A voir dimanche 14 février 2016 à 0h20 sur France 3 |
Réalisateur très prolifique durant la période du Muet, le réalisateur d’origine britannique Charles J. Brabin (1882-1957) est surtout connu pour avoir été l’époux fidèle et aimant de Theda Bara, la première «vamp» et sex-symbol de l’histoire du cinéma. En 1932, il signe avec «Le Masque d’or» («The Mask of Fu Manchu») son meilleur film, où il fait montre d’un brio indéniable, à défaut d’une réelle originalité!
Adapté de l’œuvre de Sax Rohmer, auteur d’une série de romans très populaires centrés sur les exactions d’un génie du crime asiatique, Fu Manchu, qui cristallise sur sa personne inquiétante le fantasme très occidental du «péril jaune», ce fleuron des débuts du cinéma fantastique made in Hollywood appartient aujourd’hui au cercle très fermés des œuvres cultes.

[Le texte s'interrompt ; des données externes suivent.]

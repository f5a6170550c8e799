//! # tickvisor
//!
//! **Tickvisor** runs periodic async work inside a tokio service and shuts it down
//! without racing the resources that work depends on.
//!
//! A [`PeriodicRunner`] dispatches one unit of [`Work`] per tick. Units are never
//! cancelled mid-flight: stopping a runner ends its schedule, and the runner only
//! reports `Stopped` once every unit started before the stop has finished. The
//! [`Host`] owns the [`SharedResource`] those units call and disposes it strictly
//! after all runners stopped.
//!
//! ## Architecture
//! ### Overview
//! ```text
//!     ┌──────────────┐   ┌──────────────┐   ┌──────────────┐
//!     │ RunnerConfig │   │ RunnerConfig │   │ RunnerConfig │
//!     │  + Work #1   │   │  + Work #2   │   │  + Work #3   │
//!     └──────┬───────┘   └──────┬───────┘   └──────┬───────┘
//!            ▼                  ▼                  ▼
//! ┌───────────────────────────────────────────────────────────────────┐
//! │  Host (lifecycle owner)                                           │
//! │  - Bus (broadcast events)                                         │
//! │  - InFlightTracker (running ticks, by sequence number)            │
//! │  - SubscriberSet (fans out to user subscribers)                   │
//! │  - SharedResource (disposed last)                                 │
//! └──────┬──────────────────┬──────────────────┬───────────────┬──────┘
//!        ▼                  ▼                  ▼               │
//!  ┌──────────────┐  ┌──────────────┐  ┌──────────────┐        │
//!  │PeriodicRunner│  │PeriodicRunner│  │PeriodicRunner│        │
//!  │ TickSource   │  │ TickSource   │  │ TickSource   │        │
//!  │  └► units    │  │  └► units    │  │  └► units    │        │
//!  └┬─────────────┘  └┬─────────────┘  └┬─────────────┘        │
//!   │ WorkStarting    │ TickReceived    │ WorkerStopped        │
//!   │ WorkCompleted   │ TickDropped     │ WorkAbandoned        │
//!   ▼                 ▼                 ▼                      ▼
//! ┌───────────────────────────────────────────────────────────────────┐
//! │                     Bus (broadcast channel)                       │
//! │                 (capacity: HostConfig::bus_capacity)              │
//! └─────────────────────────────────┬─────────────────────────────────┘
//!                                   ▼
//!                       ┌────────────────────────┐
//!                       │  subscriber_listener   │
//!                       │       (in Host)        │
//!                       └───────────┬────────────┘
//!                                   ▼
//!                             SubscriberSet
//!                  ┌────────────────┼────────────────┐
//!                  ▼                ▼                ▼
//!            InFlightTracker    LogWriter          custom
//! ```
//!
//! ### Lifecycle
//! ```text
//! Host::start() ──► PeriodicRunner::start()      Idle ─► Running
//!
//! driver loop {
//!   ├─► wait for a free slot (Dispatch)
//!   ├─► tick = TickSource::next()               (None once completed)
//!   ├─► stop already requested? ─► TickDropped, exit
//!   └─► spawn unit: Work::run(tick, stop_token)
//!          ├─ Ok            ─► WorkCompleted
//!          ├─ Err(Canceled) ─► WorkSkipped      (stop seen at entry)
//!          └─ Err / panic   ─► WorkFailed       (schedule keeps going)
//! }
//!
//! Host::shutdown()
//!   ├─► request_stop() on every runner           Running ─► StopRequested
//!   ├─► wait_stopped() on every runner           StopRequested ─► Stopped (after drain)
//!   └─► SharedResource::dispose()                never before the line above
//! ```
//!
//! ## Features
//! | Area              | Description                                                    | Key types / traits                          |
//! |-------------------|----------------------------------------------------------------|---------------------------------------------|
//! | **Runners**       | Periodic dispatch with drain-on-stop.                          | [`PeriodicRunner`], [`RunnerState`]         |
//! | **Host**          | Stop → wait → dispose ordering with a grace bound.             | [`Host`], [`ShutdownReport`]                |
//! | **Resource**      | Disposable dependency that detects use after disposal.         | [`SharedResource`], [`Ticker`]              |
//! | **Policies**      | The correct stop policy and two broken ones for comparison.    | [`StopPolicy`], [`WorkerVariant`]           |
//! | **Subscriber API**| Hook into runner and resource events.                          | [`Subscribe`], [`LogWriter`]                |
//! | **Errors**        | Typed errors for hosts, runners, resources and units.          | [`RuntimeError`], [`WorkError`]             |
//! | **Configuration** | Plain structs with sentinel-aware accessors.                   | [`HostConfig`], [`RunnerConfig`]            |
//!
//! ## Example
//! ```rust
//! use std::sync::Arc;
//! use std::time::Duration;
//! use tokio_util::sync::CancellationToken;
//! use tickvisor::{Host, HostConfig, LogWriter, RunnerConfig, Subscribe, WorkError, WorkFn};
//!
//! #[tokio::main(flavor = "current_thread")]
//! async fn main() -> Result<(), Box<dyn std::error::Error>> {
//!     let subs: Vec<Arc<dyn Subscribe>> = vec![Arc::new(LogWriter::new())];
//!     let mut host = Host::builder(HostConfig::default())
//!         .with_subscribers(subs)
//!         .build();
//!
//!     let resource = host.resource();
//!     let work = WorkFn::arc("report", move |tick: u64, ctx: CancellationToken| {
//!         let resource = resource.clone();
//!         async move {
//!             if ctx.is_cancelled() {
//!                 return Err(WorkError::Canceled);
//!             }
//!             tokio::time::sleep(Duration::from_millis(5)).await;
//!             resource.invoke(tick)?;
//!             Ok(())
//!         }
//!     });
//!
//!     let mut cfg = RunnerConfig::default();
//!     cfg.interval = Duration::from_millis(10);
//!     host.add_worker("reporter", work, cfg);
//!
//!     let report = host
//!         .run_until(tokio::time::sleep(Duration::from_millis(35)))
//!         .await?;
//!     assert_eq!(report.totals().in_flight(), 0);
//!     assert_eq!(host.resource().violations(), 0);
//!
//!     host.close().await;
//!     Ok(())
//! }
//! ```
mod config;
mod core;
mod error;
mod events;
mod policies;
mod resource;
mod subscribers;
mod tasks;
mod variants;

// ---- Public re-exports ----

pub use config::{Dispatch, FirstTick, HostConfig, RunnerConfig};
pub use core::{
    Host, HostBuilder, PeriodicRunner, RunnerState, RunnerStats, ShutdownReport, Tick, TickSource,
    WorkerReport,
};
pub use error::{ResourceError, RunnerError, RuntimeError, WorkError};
pub use events::{Bus, Event, EventKind};
pub use policies::StopPolicy;
pub use resource::{SharedResource, Ticker, TickerWork};
pub use subscribers::{InFlightTracker, LogWriter, Subscribe, SubscriberSet};
pub use tasks::{Work, WorkFn, WorkRef};
pub use variants::WorkerVariant;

Jalouse du succès de ses consœurs qui ont misé à raison sur le genre horrifique, la Metro-Goldwyn-Mayer (MGM) tente d’occuper à son tour le créneau, n’hésitant pas à débaucher Boris Karloff, qui incarne à lui seul le genre après le succès du «Frankenstein» (1931) produit par la Universal! Crânement, Brabin délaisse les atmosphères gothiques pour plonger le spectateur dans une ambiance exotique inquiétante, puisant sans vergogne dans le stock des clichés racistes prévalant à l’époque…
L’explorateur Sir Barton a découvert où sont cachés les reliques de Gengis Khan. Les services secrets britanniques lui enjoignent aussitôt de monter une expédition pour les ramener en lieu sûr, avant que le terrible docteur Fu Manchu ne s’en empare pour les utiliser à fort mauvais escient. Aussi fourbe que rusé, l’asiate démoniaque fait enlever Sir Barton…

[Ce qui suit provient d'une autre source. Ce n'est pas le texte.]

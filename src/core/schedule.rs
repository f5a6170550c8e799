//! # Tick source: the repeating schedule.
//!
//! [`TickSource`] spawns a producer over [`tokio::time::interval_at`] that sends
//! numbered [`Tick`]s into a bounded channel. The producer listens to a
//! **completion token** only: completing the source ends the stream (after any
//! buffered ticks) and never cancels whoever consumes it.
//!
//! ```text
//! interval ──► producer ──► [mpsc, tick_buffer] ──► consumer (PeriodicRunner driver)
//!                 ▲
//!          completion token ── cancel() ──► producer exits ──► sender dropped ──► next() = None
//! ```
//!
//! ## Rules
//! - Sequence numbers start at 0 and increase by one per delivered tick
//! - A full buffer holds the producer back; missed periods are skipped, not burst
//! - Completion is the only way the stream ends

use std::time::Duration;

use tokio::{
    select,
    sync::mpsc,
    time::{self, Instant, MissedTickBehavior},
};
use tokio_util::sync::CancellationToken;

use crate::config::FirstTick;

/// One schedule event.
#[derive(Debug, Clone, Copy, PartialEq, Eq)]
pub struct Tick {
    /// Sequence number (0, 1, 2, ...).
    pub seq: u64,
    /// Scheduled instant of this tick.
    pub at: Instant,
}

/// Receiving end of a running schedule.
pub struct TickSource {
    rx: mpsc::Receiver<Tick>,
    done: CancellationToken,
}

impl TickSource {
    /// Spawns the producer and returns the receiving end.
    ///
    /// Cancelling `done` completes the source. Must be called from within a tokio runtime.
    pub fn spawn(
        period: Duration,
        first: FirstTick,
        buffer: usize,
        done: CancellationToken,
    ) -> Self {
        let (tx, rx) = mpsc::channel(buffer.max(1));
        tokio::spawn(produce(tx, period, first, done.clone()));
        Self { rx, done }
    }

    /// Receives the next tick; `None` once the source completed and the buffer is empty.
    pub async fn next(&mut self) -> Option<Tick> {
        self.rx.recv().await
    }

    /// Completes the source. Idempotent.
    pub fn complete(&self) {
        self.done.cancel();
    }
}

async fn produce(
    tx: mpsc::Sender<Tick>,
    period: Duration,
    first: FirstTick,
    done: CancellationToken,
) {
    let start = match first {
        FirstTick::Immediate => Instant::now(),
        FirstTick::AfterInterval => Instant::now() + period,
    };
    let mut timer = time::interval_at(start, period);
    timer.set_missed_tick_behavior(MissedTickBehavior::Skip);

    let mut seq: u64 = 0;
    loop {
        let at = select! {
            biased;
            _ = done.cancelled() => break,
            at = timer.tick() => at,
        };
        select! {
            biased;
            _ = done.cancelled() => break,
            sent = tx.send(Tick { seq, at }) => {
                if sent.is_err() {
                    break;
                }
            }
        }
        seq += 1;
    }
}

#[cfg(test)]
mod tests {
    use super::*;

    #[tokio::test(start_paused = true)]
    async fn test_immediate_ticks_are_numbered_from_zero() {
        let started = Instant::now();
        let mut src = TickSource::spawn(
            Duration::from_secs(1),
            FirstTick::Immediate,
            1,
            CancellationToken::new(),
        );

        for expected in 0..3u64 {
            let tick = src.next().await.unwrap();
            assert_eq!(tick.seq, expected);
            assert_eq!(tick.at - started, Duration::from_secs(expected));
        }
        src.complete();
    }

    #[tokio::test(start_paused = true)]
    async fn test_after_interval_delays_first_tick() {
        let started = Instant::now();
        let mut src = TickSource::spawn(
            Duration::from_secs(1),
            FirstTick::AfterInterval,
            1,
            CancellationToken::new(),
        );
        let tick = src.next().await.unwrap();
        assert_eq!(tick.seq, 0);
        assert_eq!(tick.at - started, Duration::from_secs(1));
        src.complete();
    }

    #[tokio::test(start_paused = true)]
    async fn test_completion_ends_stream() {
        let done = CancellationToken::new();
        let mut src = TickSource::spawn(
            Duration::from_millis(100),
            FirstTick::Immediate,
            1,
            done.clone(),
        );
        assert_eq!(src.next().await.map(|t| t.seq), Some(0));

        done.cancel();
        // At most the one buffered tick may still be delivered.
        let mut rest = 0;
        while src.next().await.is_some() {
            rest += 1;
        }
        assert!(rest <= 1);
    }

    #[tokio::test(start_paused = true)]
    async fn test_full_buffer_holds_producer_back() {
        let mut src = TickSource::spawn(
            Duration::from_millis(100),
            FirstTick::Immediate,
            1,
            CancellationToken::new(),
        );
        time::sleep(Duration::from_secs(5)).await;

        // No backlog of fifty ticks: the sequence continues without gaps.
        let a = src.next().await.unwrap();
        let b = src.next().await.unwrap();
        let c = src.next().await.unwrap();
        assert_eq!((a.seq, b.seq, c.seq), (0, 1, 2));
        src.complete();
    }
}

Truffé de rebondissements invraisemblables perpétrés dans de splendides décors de carton-pâte, «Le Masque d’or» constitue un pur plaisir régressif, dont les effets spéciaux rudimentaires et le sadisme bon enfant font aujourd’hui plutôt sourire, avec ses sols qui se dérobent, ses murs secret tapissés de pics déchiqueteurs et son bassin à crocodile à jeun (Spielberg s’en souviendra fort à propos au moment de lancer sa saga «Indiana Jones»).

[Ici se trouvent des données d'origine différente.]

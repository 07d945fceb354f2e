// src/worker/mod.rs

//! Decouples the concurrent RPC layer from the single-writer storage engine.
//!
//! Per the redesign called for in the source design's critical ordering
//! caveat, each task carries its own one-shot reply channel rather than
//! relying on a shared results queue paired by caller discipline — there is
//! no cross-caller correlation hazard to guard against here.

use crate::error::KvError;
use crate::storage::StorageEngine;
use tokio::sync::{mpsc, oneshot};
use tracing::{error, info};

/// One unit of storage work. Mirrors the source design's `(op, key,
/// value?)` tuple, made a proper tagged sum type per the redesign guidance
/// in place of duck-typed tuples.
enum Op {
    Put { key: String, value: Vec<u8> },
    Get { key: String },
    Delete { key: String },
    ListKeys,
    Backup { backup_path: std::path::PathBuf },
}

/// The payload carried back on a task's reply channel.
#[derive(Debug, Clone)]
enum TaskResult {
    /// Prior value for `Get`/`Put`; `None` if the key was absent.
    Value(Option<String>),
    /// `Delete` acknowledgement.
    Deleted,
    /// The full key set, for `ListKeys`.
    Keys(Vec<String>),
    /// `Backup` completed successfully.
    BackedUp,
}

type Reply = oneshot::Sender<Result<TaskResult, KvError>>;

struct Task {
    op: Op,
    reply: Reply,
}

/// A bounded pool of worker tasks sharing one [`StorageEngine`] handle.
/// Serializes the *submission* of storage operations from many concurrent
/// RPC handlers onto `N` executors; I1 (single-writer-per-engine) is
/// enforced by the engine's own MVCC transaction layer, not by this pool
/// acting as a mutex.
pub struct WorkerPool {
    tasks_tx: mpsc::Sender<Task>,
    handles: Vec<tokio::task::JoinHandle<()>>,
}

impl WorkerPool {
    /// Opens the engine at `storage_path` once and spawns `worker_count`
    /// workers sharing a `.clone()` of that single handle. `StorageEngine`
    /// wraps an `Arc<Database>` precisely so it can be shared this way;
    /// `redb` allows only one `Database` to hold a given file open at a
    /// time, so re-opening per worker is not an option.
    pub fn spawn(
        storage_path: impl AsRef<std::path::Path>,
        max_size_bytes: u64,
        worker_count: usize,
    ) -> Result<Self, KvError> {
        let engine = StorageEngine::open(storage_path.as_ref(), max_size_bytes)?;

        let (tasks_tx, tasks_rx) = mpsc::channel(1024);
        let tasks_rx = std::sync::Arc::new(tokio::sync::Mutex::new(tasks_rx));

        let mut handles = Vec::with_capacity(worker_count);
        for id in 0..worker_count {
            let engine = engine.clone();
            let tasks_rx = tasks_rx.clone();
            handles.push(tokio::spawn(async move {
                worker_loop(id, engine, tasks_rx).await;
            }));
        }

        Ok(Self { tasks_tx, handles })
    }

    async fn submit(&self, op: Op) -> Result<TaskResult, KvError> {
        let (reply, reply_rx) = oneshot::channel();
        self.tasks_tx
            .send(Task { op, reply })
            .await
            .map_err(|_| KvError::WorkerUnavailable("task queue closed".to_string()))?;

        reply_rx
            .await
            .map_err(|_| KvError::WorkerUnavailable("worker dropped without replying".to_string()))?
    }

    /// Stores `(key, value)` and returns the prior value, if any.
    pub async fn put(&self, key: String, value: Vec<u8>) -> Result<Option<String>, KvError> {
        match self.submit(Op::Put { key, value }).await? {
            TaskResult::Value(old) => Ok(old),
            other => unreachable_result("put", other),
        }
    }

    /// Returns the value for `key`, or `None` if absent.
    pub async fn get(&self, key: String) -> Result<Option<String>, KvError> {
        match self.submit(Op::Get { key }).await? {
            TaskResult::Value(v) => Ok(v),
            other => unreachable_result("get", other),
        }
    }

    /// Deletes `key`, if present.
    pub async fn delete(&self, key: String) -> Result<(), KvError> {
        match self.submit(Op::Delete { key }).await? {
            TaskResult::Deleted => Ok(()),
            other => unreachable_result("delete", other),
        }
    }

    /// Returns every stored key.
    pub async fn list_keys(&self) -> Result<Vec<String>, KvError> {
        match self.submit(Op::ListKeys).await? {
            TaskResult::Keys(keys) => Ok(keys),
            other => unreachable_result("list_keys", other),
        }
    }

    /// Snapshots the engine to `backup_path`.
    pub async fn backup(&self, backup_path: std::path::PathBuf) -> Result<(), KvError> {
        match self.submit(Op::Backup { backup_path }).await? {
            TaskResult::BackedUp => Ok(()),
            other => unreachable_result("backup", other),
        }
    }

    /// Stops accepting new work and waits for in-flight tasks to drain.
    /// Dropping the sender closes the channel, which doubles as each
    /// worker's `Stop` sentinel — a closed mpsc channel already
    /// communicates it, so there is no dedicated `Stop` variant.
    pub async fn shutdown(self) {
        drop(self.tasks_tx);
        for handle in self.handles {
            if let Err(e) = handle.await {
                error!("worker task panicked during shutdown: {e:?}");
            }
        }
        info!("worker pool shut down gracefully");
    }
}

fn unreachable_result(op: &str, result: TaskResult) -> ! {
    unreachable!("worker returned a result shape that doesn't match '{op}': {result:?}")
}

async fn worker_loop(
    id: usize,
    engine: StorageEngine,
    tasks_rx: std::sync::Arc<tokio::sync::Mutex<mpsc::Receiver<Task>>>,
) {
    info!("storage worker {id} started");
    loop {
        let task = {
            let mut rx = tasks_rx.lock().await;
            rx.recv().await
        };
        let Some(Task { op, reply }) = task else {
            break;
        };

        let result = match op {
            Op::Put { key, value } => (|| {
                let old = engine.get(&key)?;
                engine.put(&key, &value)?;
                Ok(TaskResult::Value(old))
            })(),
            Op::Get { key } => engine.get(&key).map(TaskResult::Value),
            Op::Delete { key } => engine.delete(&key).map(|()| TaskResult::Deleted),
            Op::ListKeys => engine.list_keys().map(TaskResult::Keys),
            Op::Backup { backup_path } => engine.backup(&backup_path).map(|()| TaskResult::BackedUp),
        };
        let _ = reply.send(result);
    }
    info!("storage worker {id} stopped");
}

Le clou de ce spectacle merveilleusement désuet, au point d’atteindre à une certaine poésie «vintage», réside dans l’interprétation on ne peut plus jouissive de Boris Karloff. Affublé d’une fine moustache, il compose un Fu Manchu baroque qui vole littéralement la vedette à tous les autres acteurs, exception faite de Mirna Loy, laquelle joue avec une perversité contagieuse sa fille déviante!